[GIVEN DATA]
---

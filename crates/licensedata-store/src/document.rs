//! Reading and writing the persisted JSON documents.

use std::path::Path;

use serde::Serialize;
use serde::de::DeserializeOwned;
use tracing::debug;

use crate::StoreError;

/// Drop every character outside the ASCII range.
pub fn sanitize_ascii(raw: &str) -> String {
    raw.chars().filter(char::is_ascii).collect()
}

/// Serialize `document` as two-space indented JSON, strip non-ASCII
/// characters, create the parent directory if needed and write it to `path`.
///
/// The write is not atomic; a crash mid-write leaves a file the staleness
/// gate rejects on the next run.
pub async fn write_document<T: Serialize>(path: &Path, document: &T) -> Result<(), StoreError> {
    let serialized = sanitize_ascii(&serde_json::to_string_pretty(document)?);

    if let Some(parent) = path.parent().filter(|p| !p.as_os_str().is_empty()) {
        tokio::fs::create_dir_all(parent)
            .await
            .map_err(|source| StoreError::Write {
                path: parent.to_path_buf(),
                source,
            })?;
    }
    tokio::fs::write(path, serialized.as_bytes())
        .await
        .map_err(|source| StoreError::Write {
            path: path.to_path_buf(),
            source,
        })?;
    debug!(path = %path.display(), bytes = serialized.len(), "wrote document");
    Ok(())
}

/// Read a document previously written by [`write_document`].
pub async fn read_document<T: DeserializeOwned>(path: &Path) -> Result<T, StoreError> {
    let raw = tokio::fs::read(path)
        .await
        .map_err(|source| StoreError::Read {
            path: path.to_path_buf(),
            source,
        })?;
    serde_json::from_slice(&raw).map_err(|source| StoreError::Decode {
        path: path.to_path_buf(),
        source,
    })
}

#[cfg(test)]
mod tests {
    use super::*;
    use licensedata_core::{License, LicensesDocument};

    fn document(name: &str) -> LicensesDocument {
        LicensesDocument {
            licenses: vec![License {
                name: name.into(),
                license_id: "0BSD".into(),
                license_text: None,
                license_text_html: None,
                standard_license_template: None,
                standard_license_header: None,
                standard_license_header_html: None,
                standard_license_header_template: None,
                license_comments: None,
                is_deprecated: false,
                is_osi_approved: true,
                is_fsf_libre: false,
                see_also: vec![],
                cross_ref: vec![],
                source: "https://example.org/licenses.rdf".into(),
            }],
            version: "0a1b2c3d".into(),
            release_date: "2026-10-16T08:00:00.000Z".into(),
        }
    }

    #[test]
    fn sanitize_strips_non_ascii_only() {
        assert_eq!(sanitize_ascii("Caf\u{e9} \u{201c}quoted\u{201d}\n\ttab"), "Caf quoted\n\ttab");
        assert_eq!(sanitize_ascii("plain"), "plain");
    }

    #[tokio::test]
    async fn write_creates_parent_directories() {
        let tmp = tempfile::TempDir::new().unwrap();
        let path = tmp.path().join("nested/deeper/licenses.json");

        write_document(&path, &document("BSD Zero Clause License")).await.unwrap();

        let raw = std::fs::read_to_string(&path).unwrap();
        assert!(raw.starts_with("{\n  \"licenses\": [\n    {\n"));
        assert!(raw.contains("\"licenseId\": \"0BSD\""));
        assert!(raw.contains("\"seeAlso\": []"));
        assert!(!raw.contains("licenseText"));
    }

    #[tokio::test]
    async fn written_output_is_ascii() {
        let tmp = tempfile::TempDir::new().unwrap();
        let path = tmp.path().join("licenses.json");

        write_document(&path, &document("Licen\u{e7}a P\u{fa}blica")).await.unwrap();

        let raw = std::fs::read_to_string(&path).unwrap();
        assert!(raw.is_ascii());
        let back: LicensesDocument = read_document(&path).await.unwrap();
        assert_eq!(back.licenses[0].name, "Licena Pblica");
    }

    #[tokio::test]
    async fn read_round_trips_written_document() {
        let tmp = tempfile::TempDir::new().unwrap();
        let path = tmp.path().join("licenses.json");
        let original = document("BSD Zero Clause License");

        write_document(&path, &original).await.unwrap();
        let back: LicensesDocument = read_document(&path).await.unwrap();
        assert_eq!(back, original);
    }

    #[tokio::test]
    async fn read_reports_missing_and_malformed_files() {
        let tmp = tempfile::TempDir::new().unwrap();
        let missing = tmp.path().join("missing.json");
        assert!(matches!(
            read_document::<LicensesDocument>(&missing).await,
            Err(StoreError::Read { .. })
        ));

        let broken = tmp.path().join("broken.json");
        std::fs::write(&broken, "{\"licenses\": ").unwrap();
        assert!(matches!(
            read_document::<LicensesDocument>(&broken).await,
            Err(StoreError::Decode { .. })
        ));
    }
}
use std::path::PathBuf;

use thiserror::Error;

#[derive(Debug, Error)]
pub enum StoreError {
    #[error("failed to write {path}: {source}")]
    Write {
        path: PathBuf,
        #[source]
        source: std::io::Error,
    },

    #[error("failed to read {path}: {source}")]
    Read {
        path: PathBuf,
        #[source]
        source: std::io::Error,
    },

    #[error("{path} is not a valid document: {source}")]
    Decode {
        path: PathBuf,
        #[source]
        source: serde_json::Error,
    },

    #[error("JSON error: {0}")]
    Json(#[from] serde_json::Error),
}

---

Give the number of lines in the records that hold the word "Decode", with no other words.

3